Start of Record extracts
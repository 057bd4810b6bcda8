//! Event and issue generators.
//!
//! Both generators are pure functions of the process list, the current
//! timestamp, and an explicitly threaded seeded RNG; the same seed
//! always replays the same stream. Ids are minted from the RNG rather
//! than the OS entropy pool for the same reason.

use rand::seq::SliceRandom;
use rand::Rng;
use rand_chacha::ChaCha8Rng;
use uuid::Uuid;

use crate::error::SimError;
use crate::model::{EventStatus, IpcEvent, IpcMechanism, Issue, IssueKind, Process, Severity};

/// Event timestamps are backdated up to 60s, simulating out-of-order
/// arrival and buffering.
pub const EVENT_BACKDATE_MS: i64 = 60_000;

/// Issue timestamps are backdated up to 300s.
pub const ISSUE_BACKDATE_MS: i64 = 300_000;

/// Probability an issue is already resolved when it is first observed.
const RESOLVED_AT_CREATION_P: f64 = 0.25;

fn mint_id(rng: &mut ChaCha8Rng) -> Uuid {
    Uuid::from_u128(rng.gen())
}

/// Generates one synthetic IPC event between two processes.
///
/// Source and target are drawn uniformly; the target is drawn from the
/// processes with a different pid whenever more than one process
/// exists. With exactly one process, source == target is permitted.
pub fn generate_event(
    processes: &[Process],
    now_ms: i64,
    rng: &mut ChaCha8Rng,
) -> Result<IpcEvent, SimError> {
    let source = processes.choose(rng).ok_or(SimError::NoProcesses)?;

    let target = if processes.len() > 1 {
        let candidates: Vec<&Process> =
            processes.iter().filter(|p| p.pid != source.pid).collect();
        candidates.choose(rng).copied().unwrap_or(source)
    } else {
        source
    };

    let mechanism = *IpcMechanism::ALL.choose(rng).unwrap_or(&IpcMechanism::Pipe);
    let operation = mechanism
        .operations()
        .choose(rng)
        .copied()
        .unwrap_or("read");

    let (size_min, size_max) = mechanism.size_range_bytes();
    let message_size_bytes = if size_max == 0 {
        0
    } else {
        rng.gen_range(size_min..=size_max)
    };

    let (lat_min, lat_max) = mechanism.latency_range_ms();
    let raw_latency = lat_min + rng.gen::<f64>() * (lat_max - lat_min);
    let latency_ms = (raw_latency * 100.0).round() / 100.0;

    let status = *EventStatus::WEIGHTED
        .choose(rng)
        .unwrap_or(&EventStatus::Success);

    Ok(IpcEvent {
        id: mint_id(rng),
        timestamp_ms: now_ms - rng.gen_range(0..=EVENT_BACKDATE_MS),
        mechanism,
        operation: operation.to_string(),
        source_pid: source.pid,
        source_name: source.name.clone(),
        target_pid: target.pid,
        target_name: target.name.clone(),
        status,
        message_size_bytes,
        latency_ms,
    })
}

/// Generates one synthetic anomaly record.
///
/// Affected names are sampled with replacement, keeping only
/// first-seen names, so the list holds 1 to 3 distinct entries.
pub fn generate_issue(
    processes: &[Process],
    now_ms: i64,
    rng: &mut ChaCha8Rng,
) -> Result<Issue, SimError> {
    if processes.is_empty() {
        return Err(SimError::NoProcesses);
    }

    let draw_count = rng.gen_range(1..=3usize).min(processes.len());
    let mut affected: Vec<String> = Vec::with_capacity(draw_count);
    for _ in 0..draw_count {
        if let Some(p) = processes.choose(rng) {
            if !affected.iter().any(|name| name == &p.name) {
                affected.push(p.name.clone());
            }
        }
    }

    let kind = *IssueKind::ALL.choose(rng).unwrap_or(&IssueKind::Error);
    let severity = *Severity::ALL.choose(rng).unwrap_or(&Severity::Low);

    Ok(Issue {
        id: mint_id(rng),
        kind,
        severity,
        affected,
        timestamp_ms: now_ms - rng.gen_range(0..=ISSUE_BACKDATE_MS),
        resolved: rng.gen::<f64>() < RESOLVED_AT_CREATION_P,
    })
}

#[cfg(test)]
mod tests {
    use super::*;
    use crate::registry::ProcessRegistry;
    use rand::SeedableRng;

    const NOW_MS: i64 = 1_704_067_200_000;

    fn registry(count: usize, seed: u64) -> ProcessRegistry {
        let mut rng = ChaCha8Rng::seed_from_u64(seed);
        ProcessRegistry::generate(count, NOW_MS, &mut rng).unwrap()
    }

    #[test]
    fn test_empty_process_list_is_an_error() {
        let mut rng = ChaCha8Rng::seed_from_u64(42);
        assert!(matches!(
            generate_event(&[], NOW_MS, &mut rng),
            Err(SimError::NoProcesses)
        ));
        assert!(matches!(
            generate_issue(&[], NOW_MS, &mut rng),
            Err(SimError::NoProcesses)
        ));
    }

    #[test]
    fn test_operation_belongs_to_mechanism() {
        let registry = registry(8, 1);
        let mut rng = ChaCha8Rng::seed_from_u64(42);

        for _ in 0..1000 {
            let event = generate_event(registry.processes(), NOW_MS, &mut rng).unwrap();
            assert!(
                event.mechanism.operations().contains(&event.operation.as_str()),
                "{} is not valid for {}",
                event.operation,
                event.mechanism.as_str()
            );
        }
    }

    #[test]
    fn test_source_differs_from_target() {
        let registry = registry(8, 1);
        let mut rng = ChaCha8Rng::seed_from_u64(42);

        for _ in 0..1000 {
            let event = generate_event(registry.processes(), NOW_MS, &mut rng).unwrap();
            assert_ne!(event.source_pid, event.target_pid);
        }
    }

    #[test]
    fn test_single_process_talks_to_itself() {
        let registry = registry(1, 1);
        let mut rng = ChaCha8Rng::seed_from_u64(42);

        let event = generate_event(registry.processes(), NOW_MS, &mut rng).unwrap();
        assert_eq!(event.source_pid, event.target_pid);
    }

    #[test]
    fn test_size_and_latency_within_range() {
        let registry = registry(8, 1);
        let mut rng = ChaCha8Rng::seed_from_u64(42);

        for _ in 0..10_000 {
            let event = generate_event(registry.processes(), NOW_MS, &mut rng).unwrap();

            let (size_min, size_max) = event.mechanism.size_range_bytes();
            assert!(
                event.message_size_bytes >= size_min && event.message_size_bytes <= size_max,
                "{} bytes outside [{}, {}] for {}",
                event.message_size_bytes,
                size_min,
                size_max,
                event.mechanism.as_str()
            );

            let (lat_min, lat_max) = event.mechanism.latency_range_ms();
            // Rounding to 2 decimals can nudge a boundary draw by half a
            // hundredth in either direction.
            assert!(
                event.latency_ms >= lat_min - 0.005 && event.latency_ms <= lat_max + 0.005,
                "{}ms outside [{}, {}) for {}",
                event.latency_ms,
                lat_min,
                lat_max,
                event.mechanism.as_str()
            );
        }
    }

    #[test]
    fn test_latency_rounded_to_two_decimals() {
        let registry = registry(8, 1);
        let mut rng = ChaCha8Rng::seed_from_u64(42);

        for _ in 0..200 {
            let event = generate_event(registry.processes(), NOW_MS, &mut rng).unwrap();
            let scaled = event.latency_ms * 100.0;
            assert!((scaled - scaled.round()).abs() < 1e-9);
        }
    }

    #[test]
    fn test_event_timestamp_backdated() {
        let registry = registry(8, 1);
        let mut rng = ChaCha8Rng::seed_from_u64(42);

        for _ in 0..200 {
            let event = generate_event(registry.processes(), NOW_MS, &mut rng).unwrap();
            assert!(event.timestamp_ms <= NOW_MS);
            assert!(event.timestamp_ms >= NOW_MS - EVENT_BACKDATE_MS);
        }
    }

    #[test]
    fn test_signal_events_carry_no_payload() {
        let registry = registry(8, 1);
        let mut rng = ChaCha8Rng::seed_from_u64(42);

        let mut saw_signal = false;
        for _ in 0..500 {
            let event = generate_event(registry.processes(), NOW_MS, &mut rng).unwrap();
            if event.mechanism == IpcMechanism::Signal {
                saw_signal = true;
                assert_eq!(event.message_size_bytes, 0);
            }
        }
        assert!(saw_signal);
    }

    #[test]
    fn test_issue_affected_distinct_and_bounded() {
        let registry = registry(8, 1);
        let mut rng = ChaCha8Rng::seed_from_u64(42);

        for _ in 0..1000 {
            let issue = generate_issue(registry.processes(), NOW_MS, &mut rng).unwrap();
            assert!((1..=3).contains(&issue.affected.len()));

            let mut names = issue.affected.clone();
            names.sort();
            names.dedup();
            assert_eq!(names.len(), issue.affected.len());

            assert!(issue.timestamp_ms <= NOW_MS);
            assert!(issue.timestamp_ms >= NOW_MS - ISSUE_BACKDATE_MS);
        }
    }

    #[test]
    fn test_generators_deterministic() {
        let registry = registry(8, 1);

        let mut rng1 = ChaCha8Rng::seed_from_u64(99);
        let mut rng2 = ChaCha8Rng::seed_from_u64(99);

        let e1 = generate_event(registry.processes(), NOW_MS, &mut rng1).unwrap();
        let e2 = generate_event(registry.processes(), NOW_MS, &mut rng2).unwrap();
        assert_eq!(e1.id, e2.id);
        assert_eq!(e1.latency_ms, e2.latency_ms);

        let i1 = generate_issue(registry.processes(), NOW_MS, &mut rng1).unwrap();
        let i2 = generate_issue(registry.processes(), NOW_MS, &mut rng2).unwrap();
        assert_eq!(i1.id, i2.id);
        assert_eq!(i1.kind, i2.kind);
    }
}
End of Record extracts
● Task details
Lines that contain the string "clone" should be copied from the material above.

● Finished exercise
        source_name: source.name.clone(),
        target_name: target.name.clone(),
                affected.push(p.name.clone());
            let mut names = issue.affected.clone();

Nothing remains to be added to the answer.